Plinio tomó la navaja del suelo y se la guardó en el bolsillo.
– ¡Qué familia más bien avenida, don Lotario! El padre quitó de en medio a la Antonia, y la hija al ama…
– Su cuenta les tenía -respondió el veterinario,
– Yo no maté a nadie -dijo Joaquinita, con voz que quería ser enérgica.
– Eso nos lo vas a explicar allí en la cárcel, donde yo tengo medios muy buenos para hacer hablar a las niñas precoces.
– Tú no puedes detener a mi hija -dijo U viejo.
– Ya lo creo, y para muchos años. Vámonos -añadió Plinio.
Después de las completas declaraciones de los detenidos, Manuel González, alias Plinio, pudo reconstruir totalmente el crimen de la Antonia y el de doña Carmen de la siguiente manera:
La noche del domingo de carnaval, cuando don Onofre visitaba a Joaquinita en su habitación, ella creyó oír un leve ruido en la puerta. Abrió de pronto y vio a Antonia, inmóvil junto a la puerta. Nada se dijeron. Antonia miró a Joaquinita fijamente, sin pestañear, con un gesto duro, de reproche. Como Joaquinita titubease un momento, Antonia se llevó el dedo a los labios, pidiendo silencio. Joaquinita entró de nuevo al cuarto cerrando la puerta tras de sí.
– ¿Qué era? -le preguntó don Onofre.
– Nada. Creí haber oído un ruido.
Al día siguiente, lunes de carnaval, Antonia habló a solas con Joaquinita:
– Oye, niña, el próximo sábado, cuando venga tu padre al pueblo, te vas a ir con él para siempre. Dirás a los señoritos que te sientes un poco mal y que deseas ir unos días al campo para reponerte, ¿entiendes? Unos días que serán toda tu vida.
– ¿Y si no me da la gana?
– Si no te da la gana, ahora mismo le digo a doña Carmen tu desvergüenza y no hay necesidad de esperar al domingo… Si quiere el señorito seguir viéndote, que sea en otro lado. Aquí no, porque a mí no me da la gana.
Joaquinita lloró un poco y después cambió de actitud. Prometió a Antonia seguir sus instrucciones.
El sábado por la mañana, Joaquinita y su padre tuvieron una larga y secreta conversación, en la que se convinieron los planes ulteriores.
Joaquinita dijo luego a Antonia que su padre permanecería en el pueblo hasta el lunes, después de Piñata. La vieja se mostró conforme.
El domingo de Piñata, Joaquinita, con el mayor secreto, abrió el postigo de la portada que daba al callejón del Zurdo. Entró su padre hasta una cocinilla que se utilizaba para lavar. Allí Joaquinita le entregó un lío de ropa, y volvió inmediatamente al piso superior.
Media hora después, Joaquinita, desde la galería de cristales que daba al corral, hizo una seña a su padre, que aguardaba oculto bajo la gavillera. Inmediatamente el hombre salió a la calle por la portada con un lío de ropa bien envuelto bajo el brazo… Pronto se perdió entre las máscaras, camino del derruido cuartillejo de junto a los paseos del cementerio.
La súbita enfermedad de doña Carmen dio a Joaquinita y a su padre la esperanza de una muerte inmediata. Pero aquella noche, cuando don Gonzalo el médico, ante don Onofre, el padre de Joaquinita y ésta, declaró que la enfermedad había hecho crisis, una mirada de inteligencia se cruzó entre padre e hija.

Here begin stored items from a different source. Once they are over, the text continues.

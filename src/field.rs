// Licensed under the Apache License, Version 2.0 <LICENSE-APACHE
// or https://www.apache.org/licenses/LICENSE-2.0> or the MIT license
// <LICENSE-MIT or https://opensource.org/licenses/MIT>, at your
// option. This file may not be copied, modified, or distributed
// except according to those terms.
//
// Copyright (c) ZK-GARAGE. All rights reserved.

//! Canonical byte encodings for field elements.
//!
//! The builder never assumes a concrete field, everything is generic over
//! [`PrimeField`]. These helpers fix the byte layout used when field elements
//! cross the boundary of the crate.

use crate::error::Error;
use ark_ff::{BigInteger, FpParameters, PrimeField};

/// Number of bytes of the canonical little-endian encoding of `F`.
pub fn byte_len<F: PrimeField>() -> usize {
    F::zero().into_repr().to_bytes_le().len()
}

/// Little-endian bytes of the modulus of `F`.
pub fn modulus_bytes<F: PrimeField>() -> Vec<u8> {
    <F::Params as FpParameters>::MODULUS.to_bytes_le()
}

/// Canonical little-endian encoding of `value`.
pub fn to_bytes_le<F: PrimeField>(value: &F) -> Vec<u8> {
    value.into_repr().to_bytes_le()
}

/// Decodes a canonical little-endian encoding.
///
/// The input must be exactly [`byte_len`] bytes long and represent an
/// integer strictly smaller than the modulus, anything else is rejected with
/// [`Error::ModulusMismatch`] rather than being reduced.
pub fn from_bytes_le<F: PrimeField>(bytes: &[u8]) -> Result<F, Error> {
    if bytes.len() != byte_len::<F>() {
        return Err(Error::ModulusMismatch);
    }
    let bits = bytes
        .iter()
        .flat_map(|byte| (0..8).map(move |i| (byte >> i) & 1 == 1))
        .collect::<Vec<bool>>();
    F::from_repr(<F::BigInt as BigInteger>::from_bits_le(&bits))
        .ok_or(Error::ModulusMismatch)
}

/// Returns the `n` least significant bits of `value`, little-endian.
pub(crate) fn low_bits<F: PrimeField>(value: &F, n: usize) -> Vec<bool> {
    let mut bits = value.into_repr().to_bits_le();
    bits.resize(n.max(bits.len()), false);
    bits.truncate(n);
    bits
}

/// Number of significant bits of `value`.
pub(crate) fn num_bits<F: PrimeField>(value: &F) -> usize {
    value.into_repr().num_bits() as usize
}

Sin que mediasen palabras, y mientras don Onofre cenaba, Joaquinita pasó a la alcoba de doña Carmen. La habitación estaba iluminada solamente por una luz de mariposa en aceite. La señora dormía casi boca abajo, según su costumbre. Joaquinita se aproximó a la cama. La volvió con cuidado un poco más hasta dejarla completamente boca abajo y entonces, desconfiando de sus fuerzas, apagó la mariposa, se subió en la cama y se sentó sobre la cabeza de doña Carmen, apoyándose con los talones en el cuerpo de la víctima para hacer mayor fuerza. Así permaneció largo rato, hasta notar que el cuerpo de doña Carmen no rebullía. Entonces, bajó de sobre su ama, encendió de nuevo la mariposa, colocó el cuerpo de doña Carmen en la postura que le era habitual, le cerró la boca y los ojos y, con pasos muy suaves, salió de la alcoba por la puerta que daba a la galería de cristales.